Since making their whole lines more expensive with choice 1 for a limited market could hurt their national market, the companies will be likely to go with limiting the models available to California buyers. No big SUVs, no pickups, no big luxury models other than the Tesla model S. Will California buyers be happy with a state-approved set of autos limited to subcompacts, hybrid compacts, and electric vehicles? In fact, the Obama-era mileage goal of over 54 mpg fleet average may force out anything but hybrids and electrics, and if the Trump administration drops the tax credit for electric vehicles, even those models will become too expensive for middle class buyers.

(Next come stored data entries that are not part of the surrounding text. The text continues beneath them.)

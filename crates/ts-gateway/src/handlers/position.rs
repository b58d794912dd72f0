//! Text-document-position mapping across namespaces.
//!
//! In-workspace URIs take the plain rewrite. Cross-repository URIs
//! install every manifest declaring the inferred package, warm the
//! downstream up on the surrounding projects, then resolve the position
//! through the declaration maps.

use std::collections::BTreeSet;
use std::sync::Arc;

use futures::{stream, StreamExt};
use tokio_util::sync::CancellationToken;
use tower_lsp::lsp_types::{Position, Url};
use tracing::debug;

use crate::error::{throw_if_cancelled, GatewayError, Result};
use crate::manifests::ManifestEntry;
use crate::resources::ResourceRetriever;
use crate::session::Session;
use crate::sourcemaps;
use crate::uris::{self, ExternalRepo};

/// Width of the project warmup fan-out.
const WARMUP_CONCURRENCY: usize = 10;

pub async fn map_text_document_position(
    session: &Arc<Session>,
    uri: &Url,
    position: Position,
    cancel: &CancellationToken,
) -> Result<(Url, Position)> {
    throw_if_cancelled(cancel)?;
    if session.roots.http_rel(uri).is_some() {
        return Ok((session.roots.http_to_file(uri)?, position));
    }

    let external = ExternalRepo::parse(uri).ok_or_else(|| {
        GatewayError::mapping(format!(
            "{uri} is neither under the workspace root nor an external-repo URI"
        ))
    })?;
    let location = sourcemaps::find_package_root_and_name(
        &external,
        &session.retrievers,
        &session.instance,
        session.access_token(),
        cancel,
    )
    .await?;

    let declaring: Vec<ManifestEntry> = session
        .registry
        .declared_in(&location.package)
        .into_iter()
        .cloned()
        .collect();
    let preparations = declaring.into_iter().map(|entry| {
        let session = Arc::clone(session);
        let cancel = cancel.clone();
        async move {
            let install = session.installs.ensure_installed(&entry);
            let warmup = warm_up_projects(&session, &entry, &cancel);
            let (_, warmed) = tokio::join!(install, warmup);
            if let Err(err) = warmed {
                if !err.is_cancelled() {
                    debug!("project warmup under {}: {err}", entry.rel_dir);
                }
            }
        }
    });
    futures::future::join_all(preparations).await;
    throw_if_cancelled(cancel)?;

    let resolved = sourcemaps::resolve_incoming(
        &session.retrievers,
        session.roots.file_root(),
        &session.temp_root,
        &location,
        position,
        cancel,
    )
    .await?;
    resolved.ok_or_else(|| {
        GatewayError::mapping(format!(
            "cannot locate {}/{} (package {}) in any installed dependency",
            external.repo, external.path, location.package
        ))
    })
}

/// Opens one source file per discovered tsconfig project so the
/// downstream loads those projects before the real request arrives.
async fn warm_up_projects(
    session: &Arc<Session>,
    entry: &ManifestEntry,
    cancel: &CancellationToken,
) -> Result<()> {
    throw_if_cancelled(cancel)?;

    let mut project_dirs = BTreeSet::new();
    let configs = session.retrievers.file().glob(
        &entry.file_dir,
        "**/tsconfig.json",
        Some("**/node_modules/**"),
    )?;
    for config in configs {
        if let Some(path) = uris::uri_to_path(&config) {
            if let Some(parent) = path.parent() {
                project_dirs.insert(parent.to_path_buf());
            }
        }
    }
    // Parent directories up to the workspace root can hold the
    // governing tsconfig as well.
    let mut dir = Some(entry.dir_path.as_path());
    while let Some(current) = dir {
        if current.join("tsconfig.json").exists() {
            project_dirs.insert(current.to_path_buf());
        }
        if current == session.roots.file_root_path() {
            break;
        }
        dir = current.parent();
    }

    let mut warmups = stream::iter(project_dirs.into_iter().map(|project| {
        let session = Arc::clone(session);
        async move {
            let Some(root) = uris::path_to_uri(&project).map(uris::as_dir_url) else {
                return;
            };
            let first_source = ["**/*.ts", "**/*.tsx"].iter().find_map(|pattern| {
                session
                    .retrievers
                    .file()
                    .glob(&root, pattern, Some("**/node_modules/**"))
                    .ok()
                    .and_then(|hits| hits.into_iter().next())
            });
            let Some(source) = first_source else {
                return;
            };
            if let Err(err) = session.ensure_open(&source).await {
                if !err.is_cancelled() {
                    debug!("warmup open {source}: {err}");
                }
            }
        }
    }))
    .buffer_unordered(WARMUP_CONCURRENCY);
    while warmups.next().await.is_some() {
        throw_if_cancelled(cancel)?;
    }
    Ok(())
}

Would that be the final straw that drives a change in California politics?
May help a little with this gorilla in the room~http://www.usdebtclock.org/
Can't imagine any state tolerating dirty air, dirty water in this day and time.
Yeah, that above statement doesn't count in regard to human feces that litter Kalifornia big city streets.

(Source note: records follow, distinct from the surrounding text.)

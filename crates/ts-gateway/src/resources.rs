//! Resource retrieval by URI, dispatched on scheme.
//!
//! `fetch` distinguishes an absent target (`ResourceNotFound`) from
//! transport failure so best-effort lookups can fall back cleanly.

use std::path::PathBuf;

use anyhow::Context;
use reqwest::header::AUTHORIZATION;
use reqwest::StatusCode;
use tower_lsp::lsp_types::Url;
use tracing::warn;

use crate::error::{GatewayError, Result};
use crate::uris;

#[tower_lsp::async_trait]
pub trait ResourceRetriever: Send + Sync {
    async fn fetch(&self, uri: &Url) -> Result<Vec<u8>>;
    async fn exists(&self, uri: &Url) -> Result<bool>;
    /// Matches `pattern` under `root`. Only file roots support this.
    fn glob(&self, root: &Url, pattern: &str, ignore: Option<&str>) -> Result<Vec<Url>>;
}

pub struct FileRetriever;

#[tower_lsp::async_trait]
impl ResourceRetriever for FileRetriever {
    async fn fetch(&self, uri: &Url) -> Result<Vec<u8>> {
        let path = file_path(uri)?;
        match tokio::fs::read(&path).await {
            Ok(bytes) => Ok(bytes),
            Err(err) if err.kind() == std::io::ErrorKind::NotFound => {
                Err(GatewayError::not_found(uri.to_string()))
            }
            Err(err) => Err(anyhow::Error::new(err)
                .context(format!("reading {}", path.display()))
                .into()),
        }
    }

    async fn exists(&self, uri: &Url) -> Result<bool> {
        let path = file_path(uri)?;
        Ok(tokio::fs::try_exists(&path).await.unwrap_or(false))
    }

    fn glob(&self, root: &Url, pattern: &str, ignore: Option<&str>) -> Result<Vec<Url>> {
        let root = file_path(root)?;
        let full = format!("{}/{}", root.display(), pattern.trim_start_matches('/'));
        let ignore = ignore
            .map(glob::Pattern::new)
            .transpose()
            .map_err(|err| anyhow::anyhow!("bad ignore pattern: {err}"))?;
        let mut out = Vec::new();
        let paths =
            glob::glob(&full).map_err(|err| anyhow::anyhow!("bad glob pattern {full}: {err}"))?;
        for path in paths {
            let path = match path {
                Ok(path) => path,
                Err(err) => {
                    warn!("glob {full}: {err}");
                    continue;
                }
            };
            if let Some(ignore) = &ignore {
                if ignore.matches_path(&path) {
                    continue;
                }
            }
            if let Some(url) = uris::path_to_uri(&path) {
                out.push(url);
            }
        }
        Ok(out)
    }
}

pub struct HttpRetriever {
    client: reqwest::Client,
}

impl HttpRetriever {
    pub fn new(client: reqwest::Client) -> Self {
        Self { client }
    }
}

#[tower_lsp::async_trait]
impl ResourceRetriever for HttpRetriever {
    async fn fetch(&self, uri: &Url) -> Result<Vec<u8>> {
        let (url, bearer) = split_bearer(uri);
        let mut request = self.client.get(url);
        if let Some(bearer) = bearer {
            request = request.header(AUTHORIZATION, format!("Bearer {bearer}"));
        }
        let response = request
            .send()
            .await
            .with_context(|| format!("fetching {uri}"))?;
        if response.status() == StatusCode::NOT_FOUND {
            return Err(GatewayError::not_found(uri.to_string()));
        }
        let response = response
            .error_for_status()
            .with_context(|| format!("fetching {uri}"))?;
        let bytes = response
            .bytes()
            .await
            .with_context(|| format!("reading body of {uri}"))?;
        Ok(bytes.to_vec())
    }

    async fn exists(&self, uri: &Url) -> Result<bool> {
        match self.fetch(uri).await {
            Ok(_) => Ok(true),
            Err(err) if err.is_not_found() => Ok(false),
            Err(err) => Err(err),
        }
    }

    fn glob(&self, root: &Url, _pattern: &str, _ignore: Option<&str>) -> Result<Vec<Url>> {
        Err(anyhow::anyhow!("glob is not supported for {} URIs", root.scheme()).into())
    }
}

/// Scheme-dispatched retriever set.
pub struct Retrievers {
    file: FileRetriever,
    http: HttpRetriever,
}

impl Retrievers {
    pub fn new(client: reqwest::Client) -> Self {
        Self {
            file: FileRetriever,
            http: HttpRetriever::new(client),
        }
    }

    pub fn for_uri(&self, uri: &Url) -> Result<&dyn ResourceRetriever> {
        match uri.scheme() {
            "file" => Ok(&self.file),
            "http" | "https" => Ok(&self.http),
            other => Err(anyhow::anyhow!("no retriever registered for scheme {other}").into()),
        }
    }

    pub fn file(&self) -> &FileRetriever {
        &self.file
    }
}

fn file_path(uri: &Url) -> Result<PathBuf> {
    uris::uri_to_path(uri)
        .ok_or_else(|| GatewayError::mapping(format!("{uri} is not a file URI")))
}

/// External-repo URIs carry the bearer in the userinfo field; it must
/// move to a header before the request goes out.
fn split_bearer(uri: &Url) -> (Url, Option<String>) {
    if uri.username().is_empty() {
        return (uri.clone(), None);
    }
    let bearer = uri.username().to_string();
    let mut clean = uri.clone();
    let _ = clean.set_username("");
    let _ = clean.set_password(None);
    (clean, Some(bearer))
}

#[cfg(test)]
mod tests {
    use super::*;

    #[tokio::test]
    async fn file_fetch_distinguishes_not_found() {
        let tmp = tempfile::tempdir().unwrap();
        let present = tmp.path().join("a.ts");
        std::fs::write(&present, "export {}").unwrap();

        let retriever = FileRetriever;
        let uri = uris::path_to_uri(&present).unwrap();
        assert_eq!(retriever.fetch(&uri).await.unwrap(), b"export {}");

        let missing = uris::path_to_uri(&tmp.path().join("b.ts")).unwrap();
        let err = retriever.fetch(&missing).await.unwrap_err();
        assert!(err.is_not_found());
        assert!(!retriever.exists(&missing).await.unwrap());
    }

    #[tokio::test]
    async fn file_glob_honors_ignore() {
        let tmp = tempfile::tempdir().unwrap();
        std::fs::create_dir_all(tmp.path().join("src")).unwrap();
        std::fs::create_dir_all(tmp.path().join("node_modules/x")).unwrap();
        std::fs::write(tmp.path().join("src/a.ts"), "").unwrap();
        std::fs::write(tmp.path().join("node_modules/x/b.ts"), "").unwrap();

        let retriever = FileRetriever;
        let root = uris::path_to_uri(tmp.path()).unwrap();
        let all = retriever.glob(&root, "**/*.ts", None).unwrap();
        assert_eq!(all.len(), 2);
        let filtered = retriever
            .glob(&root, "**/*.ts", Some("**/node_modules/**"))
            .unwrap();
        assert_eq!(filtered.len(), 1);
        assert!(filtered[0].as_str().ends_with("src/a.ts"));
    }

    #[test]
    fn bearer_moves_out_of_userinfo() {
        let uri = Url::parse("https://tok@h/x").unwrap();
        let (clean, bearer) = split_bearer(&uri);
        assert_eq!(clean.as_str(), "https://h/x");
        assert_eq!(bearer.as_deref(), Some("tok"));
    }
}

Anyway...no matter how it goes it will upset somebody's apple cart of power.
If secession happened before 1860 that supports my point that states rights existed prior to 1860 and such states rights made the states stronger and the federal government weaker as the founders intended. There has not been any secession or serious threat of secession since 1860. That "states right" was about the only remaining response for states to a federal government that was not complying in 1860 with the spirit of the defining agreement between states, the US Constitution. The federal government had imposed heavy taxation upon some southern states to benefit manufacturers of northern states who had given support to Lincoln and his new whig replacement party, the GOP in the 1860 elections. This high tariff had been tried about 30 years earlier and had nearly caused some states to secede at that time. Lincoln knew what the result of the high tariffs would be and he would not negotiate with southern representatives to avert war. Lincoln wanted a war against the southern states to increase federal power and his own power.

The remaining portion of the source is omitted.